Tokens allow us to provide interoperability in search or catalog
servers. Tokens are currently embedded into HTML, XML and XHTML
documents.
[0025] Client Token Architecture
[0026] The client token architecture 32 of the token implementer 30
includes a token parser 36 in order to identify popular document
types, such as differing types of web pages.
[0027] For example, tokens are embedded into HTML or other types of
web documents as metadata, which is a special type of fielded data
that identifies document properties. The document structure is as
follows:
[0028] Meta name and Meta value e.g. HTML
<meta name="Title" content="Red">.
[0029] A token index map 38 is also provided to map a
language-dependent token name to a language-independent, numeric,
alpha-numeric, character-based or other generic token identifier.

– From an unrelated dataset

pub mod extractor;
pub mod handlers;
pub mod password;
pub mod token;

The language-independent, generic token allows for an additional
qualifier to an additional source that can map the name to a
central or server name. For example, the following token
<meta name="Title" content="red" token="4">
[0030] provides a virtual map to a specified indexing map. In one
preferred embodiment, the token provides a map to the Bib-1
(Bibliographic 1)indexing map, which is an internationally accepted
indexing map. This allows for language independence in several
ways. A first is language independence based on different
languages--e.g. English vs. French. The other is term based e.g.-
topic vs. subject.
[0031] For example, the Token "4" represents title, or the title of
a resource. We can then apply this to our local schema to provide
meaning to searchers regardless of language. A searcher may be
located in a French speaking country or an English speaking country
and may need to search a resource that is not in his or her native
language. However, a searcher will typically search or think in his
or her native language. In searching for a document name or title a
searcher may formulate a search query tailored to find all
documents where "titre" contains "Justice". However, since "titre"

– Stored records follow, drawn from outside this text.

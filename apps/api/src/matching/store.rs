//! Vector-search collaborator: nearest-neighbor job lookup via pgvector.
//!
//! Postgres computes the distances and returns candidates pre-sorted by
//! ascending distance, truncated to the limit. Index tuning is out of scope;
//! these queries rely on the distance operators alone.

use pgvector::Vector;
use sqlx::{FromRow, PgPool};

use crate::embedding::Embedding;
use crate::errors::AppError;
use crate::matching::ranker::DistanceMetric;
use crate::models::job::{JobRow, JOB_COLUMNS};

/// A job row annotated with its distance from the query vector.
#[derive(Debug, FromRow)]
pub struct JobHit {
    #[sqlx(flatten)]
    pub job: JobRow,
    pub distance: f64,
}

pub async fn nearest_jobs(
    pool: &PgPool,
    query: &Embedding,
    metric: DistanceMetric,
    limit: i64,
) -> Result<Vec<JobHit>, AppError> {
    // The operator comes from the metric enum, never from user input.
    let sql = format!(
        "SELECT {JOB_COLUMNS}, embedding {op} $1 AS distance
         FROM jobs
         ORDER BY distance
         LIMIT $2",
        op = metric.operator()
    );

    let hits = sqlx::query_as::<_, JobHit>(&sql)
        .bind(Vector::from(query))
        .bind(limit)
        .fetch_all(pool)
        .await?;

    Ok(hits)
}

is the French translation of the English word "title", such a query
would not necessarily find English language documents having a
"title" that contains "Justice" since the "title" field would not
be searched.
[0032] On the other hand, when tokens are implemented, the
following steps would enable a search for documents where the
"title" or "titre" field contains "Justice". The first step in a
token-implemented search requires a client side mapping where a
client finds the "titre" field in a token map and translates it to
a numeric, alpha-numeric or character-based token, e.g. Token="4".

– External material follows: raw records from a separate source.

//! Password hashing with Argon2id in PHC string format.

use argon2::{
    password_hash::{rand_core::OsRng, PasswordHash, PasswordHasher, PasswordVerifier, SaltString},
    Argon2,
};

use crate::errors::AppError;

pub fn hash_password(password: &str) -> Result<String, AppError> {
    let salt = SaltString::generate(&mut OsRng);
    Argon2::default()
        .hash_password(password.as_bytes(), &salt)
        .map(|hash| hash.to_string())
        .map_err(|e| AppError::Internal(anyhow::anyhow!("failed to hash password: {e}")))
}

/// Returns false on mismatch and on malformed stored hashes alike.
pub fn verify_password(password: &str, hash: &str) -> bool {
    match PasswordHash::new(hash) {
        Ok(parsed) => Argon2::default()
            .verify_password(password.as_bytes(), &parsed)
            .is_ok(),
        Err(_) => false,
    }
}

#[cfg(test)]
mod tests {
    use super::*;

    #[test]
    fn test_hash_and_verify_round_trip() {
        let hash = hash_password("secret123").unwrap();
        assert!(verify_password("secret123", &hash));
        assert!(!verify_password("wrong-password", &hash));
    }

    #[test]
    fn test_malformed_hash_never_verifies() {
        assert!(!verify_password("secret123", "not-a-phc-string"));
    }
}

Then, the search string is modified to coincide with the server
that will be searched. For example, the search query would be
modified to select all documents where Token="4" contains
"Justice".
[0033] Next, the modified search query is delivered to the server
being searched. Finally, the server would return the results to the
searcher.
[0034] The following examples expand and demonstrate the logic that
is followed by the token interfaces and how tokens are treated when
hitting an external server. Using the example query mentioned
above, a searcher may easily search a server in the United States
from a client in Canada, which is French-speaking. If we were to
perform the search without the use of tokens we would receive very
bad results.
[0035] Select all documents where titre contains "Justice" Well, in
English, "Titre" is actually "Title", the field would not be found
or we would need to code an English and French Search page and all
searchers would have to perform the searches in the native language
of the server. However, this would only be feasible if the searcher
knows the Language of the server.
[0036] The other problem involves searching in the same language in
catalogs that may use different names for various fields. For
example, a search catalog may have a totally different name for
title, such as "subject", "topic", "resource-title" or the like. If
a query designed to select all documents where "title" contains
"Justice" were submitted to such a server, the search would not
work because there is no field in the catalog called title. Thus,
the complexity and problems of searching such a catalog have just
increased dramatically.
[0037] On the other hand if a local map existed that had a
Resource-Title field mapped to "4" then the translated query string
would work without requiring any type of additional coding. In
other words, the same query would be translated to search for all
documents where Token="4" contains "Justice".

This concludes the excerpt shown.